School Improvement in Maryland
Clarifications: Each clarification provides an explanation of an indicator/objective to help teachers better understand the skills and/or concepts.

Standard 5.0 History

Topic C. Conflict between Ideas and Institutions

Indicator 4. Analyze the institution of slavery and its influence on societies in the United States

Objective b. Analyze the experiences of African-American slaves, and free blacks

Clarification

Throughout the nineteenth century, both free and enslaved African Americans faced lives of hardship and discrimination.

In the South, the vast majority of African Americans were enslaved, a reality that controlled everything else in their lives. Enslaved African Americans did not control their own labor. The type of work they performed, as well as how and when they did it, were dictated by their master, and enslaved people received no monetary compensation. Slaveowners supplied the enslaved African Americans with their meager material provisions, including a small house (usually made of logs with a dirt floor), a few articles of coarse clothing, and basic food. Often enslaved people supplemented their diets by fishing or growing vegetables in small garden plots and furnished their houses with a few pieces of simple, handmade furniture. The master even controlled family relationships among enslaved people. Enslaved couples could not legally marry, often lived on different plantations, and frequently had to endure white men’s sexual attacks on enslaved women. Families were often torn apart as even the youngest children were sold away. Brutal physical punishment was common. While laws did exist to regulate the treatment of slaves, in practice these laws were seldom enforced, and enslaved people had no legal rights, including the right to sue or testify in court.

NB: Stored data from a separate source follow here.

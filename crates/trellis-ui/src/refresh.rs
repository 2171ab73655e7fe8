//! Coalesced renderer refreshes.
//!
//! Widget state can change many times between two frames, from input
//! callbacks on the loop or from other threads. Each change only records the
//! widget id; the rendering loop drains the set once per tick, right before
//! painting, and refreshes each affected renderer exactly once.

use std::cell::RefCell;
use std::sync::Arc;

use indexmap::IndexSet;
use parking_lot::Mutex;
use trellis_core::alloc::RandomState;
use trellis_core::profiling::profile_function;

use crate::cache::RendererCache;
use crate::widget::WidgetId;

type PendingSet = IndexSet<WidgetId, RandomState>;

/// Thread-safe handle for requesting refreshes.
///
/// Cheap to clone and `Send + Sync`; requests only take effect when the
/// rendering loop next flushes its [`RefreshScheduler`].
#[derive(Clone, Default)]
pub struct RefreshHandle {
    pending: Arc<Mutex<PendingSet>>,
}

impl RefreshHandle {
    /// Queue a refresh for `id`.
    ///
    /// Returns `false` if one was already pending for this tick.
    pub fn request(&self, id: WidgetId) -> bool {
        self.pending.lock().insert(id)
    }

    /// Drop a pending request. Returns `false` if none was pending.
    pub fn cancel(&self, id: WidgetId) -> bool {
        self.pending.lock().shift_remove(&id)
    }

    pub fn is_pending(&self, id: WidgetId) -> bool {
        self.pending.lock().contains(&id)
    }

    pub fn pending_count(&self) -> usize {
        self.pending.lock().len()
    }

    /// Whether both handles feed the same scheduler.
    pub fn same_queue(&self, other: &RefreshHandle) -> bool {
        Arc::ptr_eq(&self.pending, &other.pending)
    }

    fn take(&self) -> PendingSet {
        std::mem::take(&mut *self.pending.lock())
    }
}

impl std::fmt::Debug for RefreshHandle {
    fn fmt(&self, f: &mut std::fmt::Formatter<'_>) -> std::fmt::Result {
        f.debug_struct("RefreshHandle")
            .field("pending", &self.pending_count())
            .finish()
    }
}

/// Slot a widget keeps its [`RefreshHandle`] in once attached.
///
/// State setters call [`RefreshSlot::request`]; before the widget is
/// attached to a canvas there is nothing to refresh and the call is a no-op.
#[derive(Debug, Default)]
pub struct RefreshSlot {
    handle: RefCell<Option<RefreshHandle>>,
}

impl RefreshSlot {
    pub fn new() -> Self {
        Self::default()
    }

    /// Store `handle`. Returns `false` if it was already attached to the
    /// same queue.
    pub fn attach(&self, handle: &RefreshHandle) -> bool {
        let mut slot = self.handle.borrow_mut();
        if slot.as_ref().is_some_and(|current| current.same_queue(handle)) {
            return false;
        }
        *slot = Some(handle.clone());
        true
    }

    pub fn handle(&self) -> Option<RefreshHandle> {
        self.handle.borrow().clone()
    }

    pub fn is_attached(&self) -> bool {
        self.handle.borrow().is_some()
    }

    /// Queue a refresh for `id` if attached.
    pub fn request(&self, id: WidgetId) -> bool {
        self.handle
            .borrow()
            .as_ref()
            .is_some_and(|handle| handle.request(id))
    }
}

/// Loop-side half of the refresh queue.
#[derive(Debug, Default)]
pub struct RefreshScheduler {
    queue: RefreshHandle,
    ticks: u64,
    dropped: u64,
}

impl RefreshScheduler {
    pub fn new() -> Self {
        Self::default()
    }

    /// A handle other contexts can use to request refreshes.
    pub fn handle(&self) -> RefreshHandle {
        self.queue.clone()
    }

    pub fn request(&self, id: WidgetId) -> bool {
        self.queue.request(id)
    }

    pub fn cancel(&self, id: WidgetId) -> bool {
        self.queue.cancel(id)
    }

    /// Ids waiting for the next flush, in request order.
    pub fn pending(&self) -> Vec<WidgetId> {
        self.queue.pending.lock().iter().copied().collect()
    }

    /// Run one tick: refresh every pending widget's cached renderer once.
    ///
    /// Requests for widgets that were dropped, detached, or never rendered
    /// are discarded without side effects. Requests made while refreshing
    /// wait for the next tick. Returns the number of renderers refreshed.
    pub fn flush(&mut self, cache: &RendererCache) -> usize {
        profile_function!();

        let batch = self.queue.take();
        self.ticks += 1;

        let mut refreshed = 0;
        for id in batch {
            match cache.renderer(id) {
                Some(renderer) => {
                    renderer.refresh();
                    refreshed += 1;
                }
                None => {
                    self.dropped += 1;
                    tracing::trace!("Dropping refresh for {}, no live renderer", id);
                }
            }
        }
        refreshed
    }

    /// Completed flushes.
    pub fn ticks(&self) -> u64 {
        self.ticks
    }

    /// Requests discarded because their widget had no live renderer.
    pub fn dropped(&self) -> u64 {
        self.dropped
    }
}
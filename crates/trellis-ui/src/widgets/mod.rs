//! Reference widgets built on the public capability traits.
//!
//! They use nothing a third-party widget could not: each holds a
//! [`GeometryState`](crate::geometry::GeometryState), reports state changes
//! through a [`RefreshSlot`](crate::refresh::RefreshSlot), and builds a
//! private renderer that keeps a `Weak` back-reference to it.
//!
//! - [`Toggle`] - checkbox with a label
//! - [`Button`] - push button with an optional icon
//! - [`Panel`] - vertical stack of child objects

pub mod button;
pub mod panel;
pub mod toggle;

pub use button::Button;
pub use panel::Panel;
pub use toggle::Toggle;
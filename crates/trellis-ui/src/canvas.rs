//! The host side of the renderer protocol.
//!
//! A [`Canvas`] belongs to the rendering loop. It owns the root objects, the
//! renderer cache and the refresh queue, and turns them into one [`Frame`]
//! per [`Canvas::paint`]:
//!
//! 1. pending refreshes are flushed, once per widget;
//! 2. the roots are laid out to the canvas size and painted back to front;
//! 3. the cache is swept, tearing down renderers of dropped widgets.

use trellis_core::alloc::HashSet;
use trellis_core::geometry::{Pos, Size};
use trellis_core::profiling::{self, profile_function};

use crate::cache::RendererCache;
use crate::canvas_object::CanvasObject;
use crate::draw_list::DrawList;
use crate::paint::{PaintStats, Painter};
use crate::refresh::{RefreshHandle, RefreshScheduler};
use crate::renderer::RendererHandle;
use crate::widget::{WidgetId, WidgetRef};

/// Canvas configuration.
#[derive(Debug, Clone, Copy, PartialEq)]
pub struct CanvasConfig {
    /// Size every root object is laid out to.
    pub size: Size<f32>,
    /// Expire renderers not painted for this many frames. `None` keeps them
    /// until their widget is detached or dropped.
    pub renderer_idle_frames: Option<u64>,
}

impl CanvasConfig {
    pub fn with_size(mut self, size: Size<f32>) -> Self {
        self.size = size.clamped();
        self
    }

    pub fn with_renderer_idle_frames(mut self, frames: u64) -> Self {
        self.renderer_idle_frames = Some(frames);
        self
    }
}

impl Default for CanvasConfig {
    fn default() -> Self {
        Self {
            size: Size::new(800.0, 600.0),
            renderer_idle_frames: None,
        }
    }
}

/// Output of one paint pass.
#[derive(Debug, Clone)]
pub struct Frame {
    /// Frame counter, starting at 1
    pub number: u64,
    pub draw_list: DrawList,
    pub stats: PaintStats,
    /// Renderers refreshed before painting
    pub refreshed: usize,
    /// Renderers torn down by the end-of-frame sweep
    pub swept: usize,
}

/// Root of a widget tree and owner of every renderer drawn into it.
pub struct Canvas {
    size: Size<f32>,
    content: Vec<CanvasObject>,
    cache: RendererCache,
    scheduler: RefreshScheduler,
    frames: u64,
}

impl Canvas {
    pub fn new(config: CanvasConfig) -> Self {
        let cache = match config.renderer_idle_frames {
            Some(frames) => RendererCache::with_idle_expiry(frames),
            None => RendererCache::new(),
        };
        Self {
            size: config.size.clamped(),
            content: Vec::new(),
            cache,
            scheduler: RefreshScheduler::new(),
            frames: 0,
        }
    }

    pub fn size(&self) -> Size<f32> {
        self.size
    }

    pub fn resize(&mut self, size: Size<f32>) {
        self.size = size.clamped();
    }

    /// Replace the root objects.
    ///
    /// Widgets that are not part of the new content are detached and their
    /// renderers invalidated.
    pub fn set_content(&mut self, content: Vec<CanvasObject>) {
        let previous = std::mem::take(&mut self.content);
        for object in &previous {
            if !content.iter().any(|kept| kept.ptr_eq(object)) {
                self.detach(object);
            }
        }
        for object in content {
            self.add(object);
        }
    }

    /// Append a root object, painted above the existing ones.
    pub fn add(&mut self, object: impl Into<CanvasObject>) {
        let object = object.into();
        if let Some(widget) = object.as_widget() {
            widget.attach(&self.scheduler.handle());
        }
        self.content.push(object);
    }

    /// Detach a root object.
    ///
    /// Detachment is permanent: the renderers of a removed widget and of
    /// every widget reachable through them are destroyed. Returns `false` if
    /// `object` was not a root.
    pub fn remove(&mut self, object: &CanvasObject) -> bool {
        let Some(index) = self.content.iter().position(|root| root.ptr_eq(object)) else {
            return false;
        };
        let removed = self.content.remove(index);
        self.detach(&removed);
        true
    }

    pub fn content(&self) -> &[CanvasObject] {
        &self.content
    }

    /// Handle other threads and callbacks can use to request refreshes.
    pub fn refresh_handle(&self) -> RefreshHandle {
        self.scheduler.handle()
    }

    /// Queue a refresh of `id`'s renderer before the next paint.
    pub fn request_refresh(&self, id: WidgetId) -> bool {
        self.scheduler.request(id)
    }

    /// The renderer for `widget`, created if needed.
    pub fn renderer_for(&mut self, widget: &WidgetRef) -> RendererHandle {
        self.cache.get(widget)
    }

    pub fn cache(&self) -> &RendererCache {
        &self.cache
    }

    pub fn cache_mut(&mut self) -> &mut RendererCache {
        &mut self.cache
    }

    pub fn scheduler(&self) -> &RefreshScheduler {
        &self.scheduler
    }

    /// Frames painted so far.
    pub fn frame_count(&self) -> u64 {
        self.frames
    }

    /// Run one frame.
    pub fn paint(&mut self) -> Frame {
        profile_function!();

        let refreshed = self.scheduler.flush(&self.cache);

        for root in &self.content {
            let geometry = root.geometry();
            geometry.move_to(Pos::ORIGIN);
            geometry.resize(self.size);
        }
        let (draw_list, stats) = Painter::new(&mut self.cache)
            .with_refresh(self.scheduler.handle())
            .paint(&self.content);

        let swept = self.cache.sweep();
        self.frames += 1;
        profiling::new_frame();

        tracing::trace!(
            "Frame {}: {} commands, {} widgets, {} refreshed, {} swept",
            self.frames,
            draw_list.len(),
            stats.widgets,
            refreshed,
            swept
        );

        Frame {
            number: self.frames,
            draw_list,
            stats,
            refreshed,
            swept,
        }
    }

    fn detach(&mut self, object: &CanvasObject) {
        let Some(widget) = object.as_widget() else {
            return;
        };
        let mut visited = HashSet::default();
        let invalidated = self.invalidate_subtree(widget.id(), &mut visited);
        tracing::debug!(
            "Detached {} ({}), invalidated {} renderers",
            widget.id(),
            widget.debug_name(),
            invalidated
        );
    }

    fn invalidate_subtree(&mut self, id: WidgetId, visited: &mut HashSet<WidgetId>) -> usize {
        if !visited.insert(id) {
            return 0;
        }
        self.scheduler.cancel(id);
        let Some(renderer) = self.cache.renderer(id) else {
            return 0;
        };
        let children: Vec<WidgetId> = renderer
            .objects()
            .iter()
            .filter_map(CanvasObject::as_widget)
            .map(|child| child.id())
            .collect();
        let mut count = usize::from(self.cache.invalidate(id));
        for child in children {
            count += self.invalidate_subtree(child, visited);
        }
        count
    }
}

impl Default for Canvas {
    fn default() -> Self {
        Self::new(CanvasConfig::default())
    }
}

impl std::fmt::Debug for Canvas {
    fn fmt(&self, f: &mut std::fmt::Formatter<'_>) -> std::fmt::Result {
        f.debug_struct("Canvas")
            .field("size", &self.size)
            .field("content", &self.content.len())
            .field("cache", &self.cache)
            .field("frames", &self.frames)
            .finish()
    }
}
//! Test utilities for trellis.
//!
//! This crate provides a widget/renderer pair that records every call the
//! host makes on it, so tests can assert on the renderer protocol without a
//! real widget implementation.
//!
//! # Overview
//!
//! - [`RecordingWidget`] - widget whose children, background and minimum
//!   size are set directly by the test
//! - [`CallLog`] - shared log of [`Call`]s, one per renderer method invocation
//!
//! Every renderer a widget creates gets a new instance number, so tests can
//! tell a reused renderer from a freshly created one.
//!
//! # Example
//!
//! ```rust
//! use trellis_test_utils::{RecordingWidget, RendererCall};
//! use trellis_ui::{RendererCache, WidgetRef};
//!
//! let widget = RecordingWidget::new();
//! let mut cache = RendererCache::new();
//! let widget_ref: WidgetRef = widget.clone();
//!
//! let renderer = cache.get(&widget_ref);
//! renderer.refresh();
//!
//! assert_eq!(widget.log().created(), 1);
//! assert_eq!(widget.log().count(0, |call| matches!(call, RendererCall::Refresh)), 1);
//! ```

use std::cell::{Cell, RefCell};
use std::rc::{Rc, Weak};
use std::sync::Arc;

use parking_lot::Mutex;
use trellis_core::geometry::{Pos, Size};
use trellis_ui::{
    CanvasObject, Color, DestroyError, Geometry, GeometryState, RefreshHandle, RefreshSlot,
    Renderer, Theme, Widget, WidgetId,
};

/// A renderer method invocation.
#[derive(Debug, Clone, PartialEq)]
pub enum RendererCall {
    Create,
    Layout(Size<f32>),
    MinSize,
    Refresh,
    /// Name of the theme applied
    ApplyTheme(String),
    BackgroundColor,
    Objects,
    Destroy,
}

/// One recorded call on a specific renderer instance.
#[derive(Debug, Clone, PartialEq)]
pub struct Call {
    pub instance: usize,
    pub call: RendererCall,
}

/// Shared, thread-safe call log.
///
/// Clones append to the same log.
#[derive(Debug, Clone, Default)]
pub struct CallLog {
    calls: Arc<Mutex<Vec<Call>>>,
    instances: Arc<Mutex<usize>>,
}

impl CallLog {
    pub fn new() -> Self {
        Self::default()
    }

    fn next_instance(&self) -> usize {
        let mut next = self.instances.lock();
        let instance = *next;
        *next += 1;
        instance
    }

    pub fn record(&self, instance: usize, call: RendererCall) {
        self.calls.lock().push(Call { instance, call });
    }

    /// Get a copy of all recorded calls.
    pub fn calls(&self) -> Vec<Call> {
        self.calls.lock().clone()
    }

    /// Calls made on one renderer instance, in order.
    pub fn calls_for(&self, instance: usize) -> Vec<RendererCall> {
        self.calls
            .lock()
            .iter()
            .filter(|call| call.instance == instance)
            .map(|call| call.call.clone())
            .collect()
    }

    /// Count the calls on `instance` matching `filter`.
    pub fn count(&self, instance: usize, filter: impl Fn(&RendererCall) -> bool) -> usize {
        self.calls
            .lock()
            .iter()
            .filter(|call| call.instance == instance && filter(&call.call))
            .count()
    }

    /// Number of renderers created so far.
    pub fn created(&self) -> usize {
        *self.instances.lock()
    }

    pub fn refreshes(&self, instance: usize) -> usize {
        self.count(instance, |call| matches!(call, RendererCall::Refresh))
    }

    pub fn destroys(&self, instance: usize) -> usize {
        self.count(instance, |call| matches!(call, RendererCall::Destroy))
    }

    pub fn themes_applied(&self, instance: usize) -> Vec<String> {
        self.calls_for(instance)
            .into_iter()
            .filter_map(|call| match call {
                RendererCall::ApplyTheme(name) => Some(name),
                _ => None,
            })
            .collect()
    }

    /// Drop every recorded call. Instance numbering carries on.
    pub fn clear(&self) {
        self.calls.lock().clear();
    }
}

/// Widget with test-controlled content and a recording renderer.
pub struct RecordingWidget {
    id: WidgetId,
    geometry: GeometryState,
    children: RefCell<Vec<CanvasObject>>,
    min_size: Cell<Size<f32>>,
    background: Cell<Option<Color>>,
    fail_destroy: Cell<bool>,
    log: CallLog,
    refresh: RefreshSlot,
}

impl RecordingWidget {
    pub fn new() -> Rc<Self> {
        Self::with_log(CallLog::new())
    }

    /// A widget that records into an existing log.
    pub fn with_log(log: CallLog) -> Rc<Self> {
        Rc::new(Self {
            id: WidgetId::next(),
            geometry: GeometryState::new(),
            children: RefCell::new(Vec::new()),
            min_size: Cell::new(Size::ZERO),
            background: Cell::new(None),
            fail_destroy: Cell::new(false),
            log,
            refresh: RefreshSlot::new(),
        })
    }

    pub fn with_children(children: Vec<CanvasObject>) -> Rc<Self> {
        let widget = Self::new();
        *widget.children.borrow_mut() = children;
        widget
    }

    pub fn log(&self) -> &CallLog {
        &self.log
    }

    /// Replace the children. Renderers see them after their next refresh.
    pub fn set_children(&self, children: Vec<CanvasObject>) {
        for child in &children {
            self.attach_child(child);
        }
        *self.children.borrow_mut() = children;
        self.changed();
    }

    pub fn push_child(&self, child: impl Into<CanvasObject>) {
        let child = child.into();
        self.attach_child(&child);
        self.children.borrow_mut().push(child);
        self.changed();
    }

    fn attach_child(&self, child: &CanvasObject) {
        if let (Some(widget), Some(handle)) = (child.as_widget(), self.refresh.handle()) {
            widget.attach(&handle);
        }
    }

    pub fn set_min_size(&self, size: Size<f32>) {
        self.min_size.set(size);
        self.changed();
    }

    /// Override the theme-derived background color.
    pub fn set_background(&self, color: Color) {
        self.background.set(Some(color));
        self.changed();
    }

    /// Make every renderer's `destroy` report a release failure.
    pub fn set_fail_destroy(&self, fail: bool) {
        self.fail_destroy.set(fail);
    }

    /// Report a state change to the attached refresh queue, if any.
    pub fn changed(&self) -> bool {
        self.refresh.request(self.id)
    }
}

impl Geometry for RecordingWidget {
    fn size(&self) -> Size<f32> {
        self.geometry.size()
    }

    fn resize(&self, size: Size<f32>) {
        self.geometry.resize(size);
    }

    fn position(&self) -> Pos<f32> {
        self.geometry.position()
    }

    fn move_to(&self, position: Pos<f32>) {
        self.geometry.move_to(position);
    }

    fn min_size(&self) -> Size<f32> {
        self.min_size.get()
    }

    fn visible(&self) -> bool {
        self.geometry.visible()
    }

    fn show(&self) {
        self.geometry.show();
    }

    fn hide(&self) {
        self.geometry.hide();
    }
}

impl Widget for RecordingWidget {
    fn id(&self) -> WidgetId {
        self.id
    }

    fn debug_name(&self) -> &str {
        "RecordingWidget"
    }

    fn create_renderer(self: Rc<Self>, theme: &Theme) -> Box<dyn Renderer> {
        let instance = self.log.next_instance();
        self.log.record(instance, RendererCall::Create);
        Box::new(RecordingRenderer {
            instance,
            objects: self.children.borrow().clone(),
            background: self.background.get().unwrap_or(theme.colors.surface),
            log: self.log.clone(),
            widget: Rc::downgrade(&self),
        })
    }

    fn attach(&self, refresh: &RefreshHandle) {
        if !self.refresh.attach(refresh) {
            return;
        }
        for child in self.children.borrow().iter() {
            if let Some(widget) = child.as_widget() {
                widget.attach(refresh);
            }
        }
    }
}

/// Renderer created by [`RecordingWidget`].
pub struct RecordingRenderer {
    instance: usize,
    widget: Weak<RecordingWidget>,
    objects: Vec<CanvasObject>,
    background: Color,
    log: CallLog,
}

impl Renderer for RecordingRenderer {
    fn layout(&mut self, size: Size<f32>) {
        self.log.record(self.instance, RendererCall::Layout(size));
    }

    fn min_size(&self) -> Size<f32> {
        self.log.record(self.instance, RendererCall::MinSize);
        self.widget
            .upgrade()
            .map_or(Size::ZERO, |widget| widget.min_size.get())
    }

    fn refresh(&mut self) {
        self.log.record(self.instance, RendererCall::Refresh);
        if let Some(widget) = self.widget.upgrade() {
            self.objects = widget.children.borrow().clone();
            if let Some(color) = widget.background.get() {
                self.background = color;
            }
        }
    }

    fn apply_theme(&mut self, theme: &Theme) {
        self.log
            .record(self.instance, RendererCall::ApplyTheme(theme.name.clone()));
        let custom = self.widget.upgrade().and_then(|widget| widget.background.get());
        self.background = custom.unwrap_or(theme.colors.surface);
    }

    fn background_color(&self) -> Color {
        self.log.record(self.instance, RendererCall::BackgroundColor);
        self.background
    }

    fn objects(&self) -> &[CanvasObject] {
        self.log.record(self.instance, RendererCall::Objects);
        &self.objects
    }

    fn destroy(&mut self) -> Result<(), DestroyError> {
        self.log.record(self.instance, RendererCall::Destroy);
        let fail = self
            .widget
            .upgrade()
            .is_some_and(|widget| widget.fail_destroy.get());
        if fail {
            Err(DestroyError::new("recording subscription", "release refused"))
        } else {
            Ok(())
        }
    }
}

Despite slavery, African Americans found small but important ways to control elements of their lives. Family, friends, and religion provided a source of comfort and hope. Also, many elements of African culture were incorporated into slave culture. Enslaved people resisted white control through a variety of methods, including work slowdowns, feigned illnesses, theft from storehouses, and occasionally escape and rebellion.

Free blacks throughout the South and Border States found themselves precariously perched between free white society and enslaved African American society. Often of mixed white and black ancestry and/or the descendants of slaves freed by the revolutionary generation, free blacks found work as skilled artisans, farmers, or laborers. Many free blacks lived in towns and cities, attracted by job opportunities and the presence of other free blacks. In the decades leading up to the Civil War, restrictions on free blacks increased significantly in response to white Southerners’ fears that free blacks would inspire and/or assist enslaved people to escape or revolt. Southern states passed laws to prevent free blacks from taking up new residence within their borders and masters from freeing their slaves. Free blacks had to carry their free papers with them at all times, had limited rights of assembly and no rights to vote or hold office, and had to be licensed to work. Moreover, free blacks lived in fear of being captured and sent into slavery. Restrictions were somewhat more relaxed in the Upper South. The nation’s largest free black population flourished in Baltimore.

Free blacks in the North also faced severe discrimination. While the Northern states had abolished slavery by 1800, few people believed in equality for African Americans. Blacks had the right to vote in only a few New England states and the right to serve on a jury in only Massachusetts. Public facilities either completely excluded blacks or segregated them, and blacks were barred from many occupations. Except for a very few, most free blacks worked as unskilled laborers for extremely low wages and lived in poverty.